それは詩を捨て、驚くほどの形式の自由を得て、手のつけようもなく紛糾している散文という芸術にも、音楽が音楽であるより他はなく、絵が絵であるより他はないのと全く同じ意味で、その固有の魅力の性質がある、ということだ。小林秀雄『考えるヒント』p32(旧字旧仮名遣いは筆者が新字仮名遣いに改めました)

とか

井伏君の「貸間あり」には描写はないというような乱暴な言葉を使ったが、描写という言葉は、所謂リアリズム小説の誕生以来、小説家の意識にずい分乱暴を働いて来たのである 同上p32‐p33

 

のように、小説を書こうとする僕にとってワクワクする文章が並んでいるものの、なんせ「貸間あり」を読んでいないので、いまいち読み切れない感がありました。
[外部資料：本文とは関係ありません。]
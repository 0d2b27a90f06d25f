use sqlw::{Sessions, SessionsConfig};

use crate::error::Result;
use crate::output::{CommandInputs, DeleteData, OutputFormat, ResultBuilder, print_result};

pub async fn execute(
	sessions: &Sessions,
	config: &SessionsConfig,
	session: &str,
	format: OutputFormat,
) -> Result<()> {
	let builder = ResultBuilder::new("delete");
	let existed = config
		.store()
		.is_some_and(|store| store.lookup(session).is_some());

	sessions.delete_and_destroy(session).await?;

	let result = builder
		.inputs(CommandInputs {
			session: Some(session.to_string()),
			..Default::default()
		})
		.data(DeleteData {
			session: session.to_string(),
			existed,
		})
		.build();
	print_result(&result, format);
	Ok(())
}
//! Message transport between the controller and an execution context.
//!
//! A transport moves whole JSON messages in both directions. It is split into
//! a sender half ([`Transport`]) and a receiver half ([`TransportReceiver`])
//! whose `run` loop pushes every inbound message into an unbounded channel.
//!
//! Two implementations exist:
//!
//! - [`PipeTransport`]: length-prefixed frames over any byte stream
//!   (child process stdio, `tokio::io::duplex` in tests). Each frame is a
//!   4-byte little-endian length followed by that many bytes of JSON.
//! - [`channel_pair`]: in-process channels for contexts hosted on a thread.

#[cfg(test)]
mod tests;

use std::future::Future;
use std::pin::Pin;

use serde_json::Value;
use tokio::io::{AsyncRead, AsyncReadExt, AsyncWrite, AsyncWriteExt};
use tokio::sync::mpsc;

use crate::error::{Error, Result};

/// Largest frame accepted from or written to a pipe.
pub const MAX_FRAME_LEN: usize = 512 * 1024 * 1024;

/// Sending half of a transport.
pub trait Transport: Send {
	/// Sends one message to the peer.
	fn send(&mut self, message: Value) -> Pin<Box<dyn Future<Output = Result<()>> + Send + '_>>;
}

/// Receiving half of a transport.
pub trait TransportReceiver: Send {
	/// Reads messages until the peer goes away, forwarding each one to the
	/// message channel handed out alongside this receiver.
	fn run(self: Box<Self>) -> Pin<Box<dyn Future<Output = Result<()>> + Send>>;
}

/// Both halves of a transport plus the channel its receiver feeds.
pub struct TransportParts {
	pub sender: Box<dyn Transport>,
	pub receiver: Box<dyn TransportReceiver>,
	pub message_rx: mpsc::UnboundedReceiver<Value>,
}

/// Length-prefixed JSON transport over a byte stream pair.
pub struct PipeTransport<W, R> {
	writer: W,
	reader: R,
	message_tx: mpsc::UnboundedSender<Value>,
}

impl<W, R> PipeTransport<W, R>
where
	W: AsyncWrite + Unpin + Send + 'static,
	R: AsyncRead + Unpin + Send + 'static,
{
	/// Creates a transport writing to `writer` and reading from `reader`.
	///
	/// Returns the transport and the receiver that inbound messages are
	/// delivered to once [`run`](Self::run) is driving the reader.
	pub fn new(writer: W, reader: R) -> (Self, mpsc::UnboundedReceiver<Value>) {
		let (message_tx, message_rx) = mpsc::unbounded_channel();
		(
			Self {
				writer,
				reader,
				message_tx,
			},
			message_rx,
		)
	}

	pub async fn send(&mut self, message: Value) -> Result<()> {
		write_frame(&mut self.writer, &message).await
	}

	/// Reads frames until end of stream.
	///
	/// A clean end of stream between frames returns `Ok(())`; a stream that
	/// ends inside a frame is an error.
	pub async fn run(&mut self) -> Result<()> {
		read_frames(&mut self.reader, &self.message_tx).await
	}

	pub fn into_parts(self) -> (PipeTransportSender<W>, PipeTransportReceiver<R>) {
		(
			PipeTransportSender {
				writer: self.writer,
			},
			PipeTransportReceiver {
				reader: self.reader,
				message_tx: self.message_tx,
			},
		)
	}

	pub fn into_transport_parts(self, message_rx: mpsc::UnboundedReceiver<Value>) -> TransportParts {
		let (sender, receiver) = self.into_parts();
		TransportParts {
			sender: Box::new(sender),
			receiver: Box::new(receiver),
			message_rx,
		}
	}
}

/// Writing half of a [`PipeTransport`].
pub struct PipeTransportSender<W> {
	writer: W,
}

impl<W> PipeTransportSender<W>
where
	W: AsyncWrite + Unpin + Send + 'static,
{
	pub async fn send(&mut self, message: Value) -> Result<()> {
		write_frame(&mut self.writer, &message).await
	}
}

impl<W> Transport for PipeTransportSender<W>
where
	W: AsyncWrite + Unpin + Send + 'static,
{
	fn send(&mut self, message: Value) -> Pin<Box<dyn Future<Output = Result<()>> + Send + '_>> {
		Box::pin(async move { write_frame(&mut self.writer, &message).await })
	}
}

/// Reading half of a [`PipeTransport`].
pub struct PipeTransportReceiver<R> {
	reader: R,
	message_tx: mpsc::UnboundedSender<Value>,
}

impl<R> TransportReceiver for PipeTransportReceiver<R>
where
	R: AsyncRead + Unpin + Send + 'static,
{
	fn run(self: Box<Self>) -> Pin<Box<dyn Future<Output = Result<()>> + Send>> {
		let PipeTransportReceiver {
			mut reader,
			message_tx,
		} = *self;
		Box::pin(async move { read_frames(&mut reader, &message_tx).await })
	}
}

async fn write_frame<W>(writer: &mut W, message: &Value) -> Result<()>
where
	W: AsyncWrite + Unpin,
{
	let bytes = serde_json::to_vec(message)?;
	if bytes.len() > MAX_FRAME_LEN {
		return Err(Error::TransportError(format!(
			"Message of {} bytes exceeds frame limit of {MAX_FRAME_LEN}",
			bytes.len()
		)));
	}

	let length = bytes.len() as u32;
	writer
		.write_all(&length.to_le_bytes())
		.await
		.map_err(|e| Error::TransportError(format!("Failed to write length prefix: {e}")))?;
	writer
		.write_all(&bytes)
		.await
		.map_err(|e| Error::TransportError(format!("Failed to write message: {e}")))?;
	writer
		.flush()
		.await
		.map_err(|e| Error::TransportError(format!("Failed to flush: {e}")))?;

	Ok(())
}

/// Reads a frame length, or `None` on a clean end of stream.
async fn read_length_prefix<R>(reader: &mut R) -> Result<Option<usize>>
where
	R: AsyncRead + Unpin,
{
	let mut buf = [0u8; 4];
	let mut filled = 0;
	while filled < buf.len() {
		let n = reader
			.read(&mut buf[filled..])
			.await
			.map_err(|e| Error::TransportError(format!("Failed to read length prefix: {e}")))?;
		if n == 0 {
			if filled == 0 {
				return Ok(None);
			}
			return Err(Error::TransportError(format!(
				"Failed to read length prefix: stream ended after {filled} of 4 bytes"
			)));
		}
		filled += n;
	}
	Ok(Some(u32::from_le_bytes(buf) as usize))
}

async fn read_frames<R>(reader: &mut R, message_tx: &mpsc::UnboundedSender<Value>) -> Result<()>
where
	R: AsyncRead + Unpin,
{
	loop {
		let Some(length) = read_length_prefix(reader).await? else {
			tracing::debug!("Transport reached end of stream");
			return Ok(());
		};

		if length > MAX_FRAME_LEN {
			return Err(Error::TransportError(format!(
				"Frame of {length} bytes exceeds limit of {MAX_FRAME_LEN}"
			)));
		}

		let mut body = vec![0u8; length];
		reader
			.read_exact(&mut body)
			.await
			.map_err(|e| Error::TransportError(format!("Failed to read message body: {e}")))?;

		let message = match serde_json::from_slice::<Value>(&body) {
			Ok(message) => message,
			Err(e) => {
				tracing::warn!(length, "Dropping frame that is not valid JSON: {}", e);
				continue;
			}
		};

		if message_tx.send(message).is_err() {
			tracing::debug!("Message receiver dropped, stopping transport reader");
			return Ok(());
		}
	}
}

/// Creates a connected pair of in-process transports.
///
/// Whatever one side sends arrives on the other side's `message_rx`.
pub fn channel_pair() -> (TransportParts, TransportParts) {
	let (a_to_b_tx, a_to_b_rx) = mpsc::unbounded_channel();
	let (b_to_a_tx, b_to_a_rx) = mpsc::unbounded_channel();

	(
		channel_side(a_to_b_tx, b_to_a_rx),
		channel_side(b_to_a_tx, a_to_b_rx),
	)
}

fn channel_side(
	outbound: mpsc::UnboundedSender<Value>,
	inbound: mpsc::UnboundedReceiver<Value>,
) -> TransportParts {
	let (message_tx, message_rx) = mpsc::unbounded_channel();
	TransportParts {
		sender: Box::new(ChannelTransportSender { outbound }),
		receiver: Box::new(ChannelTransportReceiver {
			inbound,
			message_tx,
		}),
		message_rx,
	}
}

struct ChannelTransportSender {
	outbound: mpsc::UnboundedSender<Value>,
}

impl Transport for ChannelTransportSender {
	fn send(&mut self, message: Value) -> Pin<Box<dyn Future<Output = Result<()>> + Send + '_>> {
		let result = self.outbound.send(message).map_err(|_| Error::ChannelClosed);
		Box::pin(std::future::ready(result))
	}
}

struct ChannelTransportReceiver {
	inbound: mpsc::UnboundedReceiver<Value>,
	message_tx: mpsc::UnboundedSender<Value>,
}

impl TransportReceiver for ChannelTransportReceiver {
	fn run(self: Box<Self>) -> Pin<Box<dyn Future<Output = Result<()>> + Send>> {
		let ChannelTransportReceiver {
			mut inbound,
			message_tx,
		} = *self;
		Box::pin(async move {
			while let Some(message) = inbound.recv().await {
				if message_tx.send(message).is_err() {
					break;
				}
			}
			Ok(())
		})
	}
}
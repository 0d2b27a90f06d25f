//! End-to-end tests driving the `sqlw` binary.

use std::path::{Path, PathBuf};
use std::process::Command;

use serde_json::{Value, json};

fn sqlw_binary() -> PathBuf {
	let mut path = std::env::current_exe().unwrap();
	path.pop();
	path.pop();
	path.push("sqlw");
	path
}

fn run(dir: &Path, args: &[&str]) -> (Value, String, bool) {
	let output = Command::new(sqlw_binary())
		.current_dir(dir)
		.env_remove("SQLW_STORAGE_DIR")
		.env_remove("SQLW_TRANSIENT")
		.env_remove("RUST_LOG")
		.arg("-f")
		.arg("json")
		.arg("--storage-dir")
		.arg(dir.join("store"))
		.args(args)
		.output()
		.expect("failed to execute sqlw");

	let stdout = String::from_utf8_lossy(&output.stdout).to_string();
	let stderr = String::from_utf8_lossy(&output.stderr).to_string();
	let parsed = serde_json::from_str::<Value>(&stdout).unwrap_or_else(|_| json!({ "raw": stdout }));
	(parsed, stderr, output.status.success())
}

fn seed(dir: &Path, session: &str) {
	let (json, stderr, ok) = run(
		dir,
		&[
			"query",
			"-s",
			session,
			"CREATE TABLE t (id INTEGER PRIMARY KEY, name TEXT); INSERT INTO t VALUES (1, 'a'), (2, 'b');",
		],
	);
	assert!(ok, "seed failed: {json} {stderr}");
}

#[test]
fn query_persists_between_invocations() {
	let dir = tempfile::tempdir().unwrap();
	seed(dir.path(), "main");

	let (json, _stderr, ok) = run(dir.path(), &["query", "-s", "main", "SELECT id, name FROM t ORDER BY id"]);
	assert!(ok);
	assert_eq!(json["ok"], true);
	assert_eq!(json["command"], "query");
	assert_eq!(json["data"]["backend"], "durable");
	assert_eq!(json["data"]["rows"], json!([[1, "a"], [2, "b"]]));
}

#[test]
fn statement_binds_params_and_tags_columns() {
	let dir = tempfile::tempdir().unwrap();
	seed(dir.path(), "default");

	let (json, _stderr, ok) = run(
		dir.path(),
		&["statement", "SELECT id, name FROM t WHERE name = ?", "-p", "b"],
	);
	assert!(ok);
	assert_eq!(json["data"]["records"], json!([{ "id": 2, "name": "b" }]));
	assert_eq!(json["inputs"]["params"], json!(["b"]));
}

#[test]
fn constraint_violation_is_reported_with_code() {
	let dir = tempfile::tempdir().unwrap();
	seed(dir.path(), "strict");

	let (json, stderr, ok) = run(
		dir.path(),
		&["statement", "-s", "strict", "INSERT INTO t VALUES (?, ?)", "-p", "1", "-p", "dup"],
	);
	assert!(!ok);
	assert_eq!(json["ok"], false);
	assert_eq!(json["command"], "statement");
	assert_eq!(json["error"]["code"], "CONSTRAINT_VIOLATION");
	assert!(stderr.contains("CONSTRAINT_VIOLATION"), "stderr: {stderr}");
}

#[test]
fn export_then_import_under_new_name() {
	let dir = tempfile::tempdir().unwrap();
	seed(dir.path(), "source");

	let out = dir.path().join("source.sqlite3");
	let (json, _stderr, ok) = run(dir.path(), &["export", "-s", "source", out.to_str().unwrap()]);
	assert!(ok, "{json}");
	assert_eq!(json["data"]["mimeType"], "application/vnd.sqlite3");
	assert!(std::fs::read(&out).unwrap().starts_with(b"SQLite format 3\0"));

	let (json, _stderr, ok) = run(dir.path(), &["import", out.to_str().unwrap(), "--as", "copy"]);
	assert!(ok, "{json}");
	assert_eq!(json["data"]["session"], "copy");

	let (json, _stderr, ok) = run(dir.path(), &["query", "-s", "copy", "SELECT count(*) FROM t"]);
	assert!(ok);
	assert_eq!(json["data"]["rows"], json!([[2]]));

	let (json, _stderr, ok) = run(dir.path(), &["sessions"]);
	assert!(ok);
	assert_eq!(json["data"]["sessions"], json!(["copy", "source"]));
}

#[test]
fn import_rejects_unknown_extension() {
	let dir = tempfile::tempdir().unwrap();
	let file = dir.path().join("notes.txt");
	std::fs::write(&file, b"SQLite format 3\0").unwrap();

	let (json, _stderr, ok) = run(dir.path(), &["import", file.to_str().unwrap()]);
	assert!(!ok);
	assert_eq!(json["error"]["code"], "UNSUPPORTED_EXTENSION");
}

#[test]
fn import_needs_durable_storage() {
	let dir = tempfile::tempdir().unwrap();
	let file = dir.path().join("mem.sqlite");
	std::fs::write(&file, b"SQLite format 3\0").unwrap();

	let (json, _stderr, ok) = run(dir.path(), &["--transient", "import", file.to_str().unwrap()]);
	assert!(!ok);
	assert_eq!(json["error"]["code"], "STORAGE_UNSUPPORTED");
}

#[test]
fn delete_removes_persisted_database() {
	let dir = tempfile::tempdir().unwrap();
	seed(dir.path(), "doomed");
	assert!(dir.path().join("store/doomed.sqlite3").is_file());

	let (json, _stderr, ok) = run(dir.path(), &["delete", "-s", "doomed"]);
	assert!(ok);
	assert_eq!(json["data"]["existed"], true);
	assert!(!dir.path().join("store/doomed.sqlite3").exists());

	let (json, _stderr, ok) = run(dir.path(), &["delete", "-s", "doomed"]);
	assert!(ok);
	assert_eq!(json["data"]["existed"], false);
}

#[test]
fn export_of_unknown_session_fails() {
	let dir = tempfile::tempdir().unwrap();
	let (json, _stderr, ok) = run(dir.path(), &["export", "-s", "missing"]);
	assert!(!ok);
	assert_eq!(json["error"]["code"], "NO_SESSION");
}

#[test]
fn process_workers_serve_queries() {
	let dir = tempfile::tempdir().unwrap();
	let (json, stderr, ok) = run(
		dir.path(),
		&["--process", "query", "-s", "proc", "CREATE TABLE x (v); INSERT INTO x VALUES (7);"],
	);
	assert!(ok, "{json} {stderr}");

	let (json, _stderr, ok) = run(dir.path(), &["--process", "query", "-s", "proc", "SELECT v FROM x"]);
	assert!(ok);
	assert_eq!(json["data"]["rows"], json!([[7]]));
}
そこで小林秀雄が何を言っているのかが知りたくて、井伏鱒二の『貸間あり』を探して読んだのだけど、小林秀雄の論考の中身と照らし合わせていくより先に、これ『リップヴァンウィンクルの花嫁』にそっくりだなって思い至ったことがまず面白かったので、サクッと、どんなところが似てるのかを書いていきたいと思います。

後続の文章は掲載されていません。